Recently, researchers have turned their attention to altered brain biochemistry as a cause of ADHD and presume differences in biochemistry may be the cause of poor regulation of attention, impulsivity and motor activity. A recent landmark study by Dr. Alan Zametkin and researchers at NIMH have traced ADHD for the first time to a specific metabolic abnormality in the brain. A great deal more research has to be done to reach more definitive answers.

Identification of ADHD

The identification and diagnosis of children with ADHD requires a combination of clinical judgement and objective assessment.

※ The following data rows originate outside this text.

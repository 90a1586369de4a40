//! Endpoint wrappers: where posts and feeds come from.

use crate::filter::TimeWindow;
use crate::paginate::{Page, PageRequest, Paginator, PAGE_DELAY};
use crate::post;
use crate::session::XrpcClient;
use anyhow::{Context, Result};
use serde::de::DeserializeOwned;
use serde::{Deserialize, Serialize};
use serde_json::Value;
use std::fmt;
use std::time::Duration;
use tracing::{info, warn};

/// The "What's Hot Classic" feed generator.
pub const WHATS_HOT_FEED_URI: &str =
    "at://did:plc:z72i7hdynmk6r22z27h6tvur/app.bsky.feed.generator/whats-hot";

const ACTOR_SEARCH_LIMIT: usize = 25;

// API Response types
#[derive(Debug, Deserialize)]
struct ResolveHandleResponse {
    did: String,
}

#[derive(Debug, Default, Deserialize)]
struct FeedGeneratorsResponse {
    #[serde(default)]
    feeds: Vec<FeedGenerator>,
}

#[derive(Debug, Default, Deserialize)]
struct ActorsResponse {
    #[serde(default)]
    actors: Vec<Actor>,
}

#[derive(Debug, Clone, Deserialize, Serialize)]
pub struct FeedGenerator {
    pub uri: String,
    #[serde(rename = "displayName")]
    pub display_name: Option<String>,
    pub creator: Option<Actor>,
}

#[derive(Debug, Clone, Deserialize, Serialize)]
pub struct Actor {
    pub handle: String,
    #[serde(rename = "displayName")]
    pub display_name: Option<String>,
}

#[derive(Debug, Clone, Copy, PartialEq, Eq)]
pub enum SearchSort {
    Top,
    Latest,
}

impl fmt::Display for SearchSort {
    fn fmt(&self, f: &mut fmt::Formatter<'_>) -> fmt::Result {
        match self {
            SearchSort::Top => f.write_str("top"),
            SearchSort::Latest => f.write_str("latest"),
        }
    }
}

async fn fetch_page(
    client: &XrpcClient,
    endpoint: &str,
    list_key: &str,
    params: &[(&str, String)],
    request: PageRequest,
) -> Result<Page> {
    let mut query = params.to_vec();
    query.push(("limit", request.limit.to_string()));
    if let Some(cursor) = request.cursor {
        query.push(("cursor", cursor));
    }

    let body = client
        .get(endpoint, &query)
        .await
        .with_context(|| format!("Failed to fetch {}", endpoint))?;

    Ok(Page::from_response(body, list_key))
}

fn with_comments(mut items: Vec<Value>) -> Vec<Value> {
    items.iter_mut().for_each(post::init_comments);
    items
}

/// Posts from a feed generator, up to `max`.
pub async fn get_feed(client: &XrpcClient, feed_uri: &str, max: usize) -> Vec<Value> {
    let posts = get_feed_raw(client, feed_uri, max, PAGE_DELAY).await;
    with_comments(posts)
}

/// Feed posts exactly as the server returns them, without a `comments` array.
pub async fn get_feed_raw(
    client: &XrpcClient,
    feed_uri: &str,
    max: usize,
    delay: Duration,
) -> Vec<Value> {
    info!("Fetching up to {} posts from feed: {}", max, feed_uri);
    let params = [("feed", feed_uri.to_string())];
    Paginator::new()
        .max(Some(max))
        .delay(delay)
        .run(|req| fetch_page(client, "app.bsky.feed.getFeed", "feed", &params, req))
        .await
}

/// Posts from the What's Hot feed.
pub async fn whats_hot(client: &XrpcClient, max: usize) -> Vec<Value> {
    get_feed(client, WHATS_HOT_FEED_URI, max).await
}

/// A user's timeline, newest first, restricted to `window`.
pub async fn get_author_feed(
    client: &XrpcClient,
    actor: &str,
    window: TimeWindow,
    max: Option<usize>,
) -> Vec<Value> {
    info!("Fetching posts for @{}...", actor);
    let params = [("actor", actor.to_string())];
    let posts = Paginator::new()
        .window(window)
        .max(max)
        .run(|req| fetch_page(client, "app.bsky.feed.getAuthorFeed", "feed", &params, req))
        .await;
    with_comments(posts)
}

pub async fn search_posts(
    client: &XrpcClient,
    query: &str,
    sort: SearchSort,
    max: usize,
) -> Vec<Value> {
    info!(
        "Searching for posts with query: '{}' (sorted by {}), up to {} posts",
        query, sort, max
    );
    let params = [("q", query.to_string()), ("sort", sort.to_string())];
    let posts = Paginator::new()
        .max(Some(max))
        .run(|req| fetch_page(client, "app.bsky.feed.searchPosts", "posts", &params, req))
        .await;
    with_comments(posts)
}

pub async fn popular_feeds(client: &XrpcClient) -> Vec<FeedGenerator> {
    info!("Discovering popular feeds...");
    let response =
        list::<FeedGeneratorsResponse>(client, "app.bsky.unspecced.getPopularFeedGenerators", &[])
            .await;
    match response {
        Ok(response) => response.feeds,
        Err(e) => {
            warn!("Could not fetch popular feeds: {:#}", e);
            Vec::new()
        }
    }
}

pub async fn feeds_by_actor(client: &XrpcClient, actor: &str) -> Vec<FeedGenerator> {
    info!("Fetching all feeds created by @{}...", actor);
    let params = [("actor", actor.to_string())];
    match list::<FeedGeneratorsResponse>(client, "app.bsky.feed.getActorFeeds", &params).await {
        Ok(response) => response.feeds,
        Err(e) => {
            warn!("Could not fetch feeds for {}: {:#}", actor, e);
            Vec::new()
        }
    }
}

pub async fn search_actors(client: &XrpcClient, query: &str) -> Vec<Actor> {
    info!("Searching for users matching '{}'...", query);
    let params = [
        ("q", query.to_string()),
        ("limit", ACTOR_SEARCH_LIMIT.to_string()),
    ];
    match list::<ActorsResponse>(client, "app.bsky.actor.searchActors", &params).await {
        Ok(response) => response.actors,
        Err(e) => {
            warn!("An error occurred during search: {:#}", e);
            Vec::new()
        }
    }
}

/// Resolve a Bluesky handle to a DID
pub async fn resolve_handle(client: &XrpcClient, handle: &str) -> Result<String> {
    if handle.starts_with("did:") {
        return Ok(handle.to_string());
    }

    let body = client
        .get(
            "com.atproto.identity.resolveHandle",
            &[("handle", handle.to_string())],
        )
        .await
        .context("Failed to resolve handle")?;
    let response: ResolveHandleResponse =
        serde_json::from_value(body).context("Failed to parse resolveHandle response")?;

    Ok(response.did)
}

async fn list<T>(client: &XrpcClient, endpoint: &str, params: &[(&str, String)]) -> Result<T>
where
    T: DeserializeOwned + Default,
{
    let body = client.get(endpoint, params).await?;
    if body.is_null() {
        return Ok(T::default());
    }
    serde_json::from_value(body).with_context(|| format!("Failed to parse {} response", endpoint))
}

Since there is a high rate of coexistence of ADHD with other psychiatric disorders of childhood and adolescence any comprehensive assessment should include an evaluation of the individual's medical, psychological, educational and behavioral functioning. The more domains assessed the greater certainty there can be of a comprehensive, valid, and reliable diagnosis. The taking of a detailed history including medical, family, psychological, developmental, social and educational factors is essential in order to establish a pattern of chronicity and pervasiveness of symptoms. Augmenting the history are the use of standardized parent and teacher behavioral rating scales which are essential to quantifiably assess the normality of the individual with respect to adaptive functioning in a variety of settings such as home and school. Psycoeducational assessment investigating intellectual functioning and cognitive processes including reasoning skills, use of language, perception, attention, memory, and visual-motor functioning as well as academic achievement should be performed.

Treatment of ADHD

Most experts agree that a multi-modality approach to treatment of the disorder aimed at assisting the child medically, psychologically, educationally and behaviorally is often needed. This requires the coordinated efforts of a team of health care professionals, educators and parents who work together to identify treatment goals, design and implement interventions, and evaluate the results of their efforts.

Medications used to treat ADHD are no longer limited to psychostimulants such as methylphenidate (Ritalin), dextroamphetamine (Dexedrine) and pemoline (Cylert) which have been shown to have dramatically positive effects on attention, over activity, visual motor skills, and even aggression in 70% or more ADHD children. Within the past several years the tricyclic antidepressant medications, imipramine (Tofranil) and nopramine (Desipramine), have been studied and used clinically to treat the disorder with other types of antidepressants: fluxetine, chlorimipramine, and buproprion much less frequentlyprescribed. Clonidine (Catapress), an antihypertensive, and carbamazepine (Tegretol), an anti-convulsant, have been shown to be effective for some children as well.

Ideally, treatment should also include consideration of the individual's psychological adjustment targeting problems involving self=esteem, anxiety, and difficulties with family and peer interaction. Frequently family therapy is useful along with behavioral and cognitive interventions to improve behavior, attention span, and social skills.

Educational interventions such as accommodations made within the regular education classroom, compensatory educational instruction, or placement in special education may be required depending upon the particular child's needs.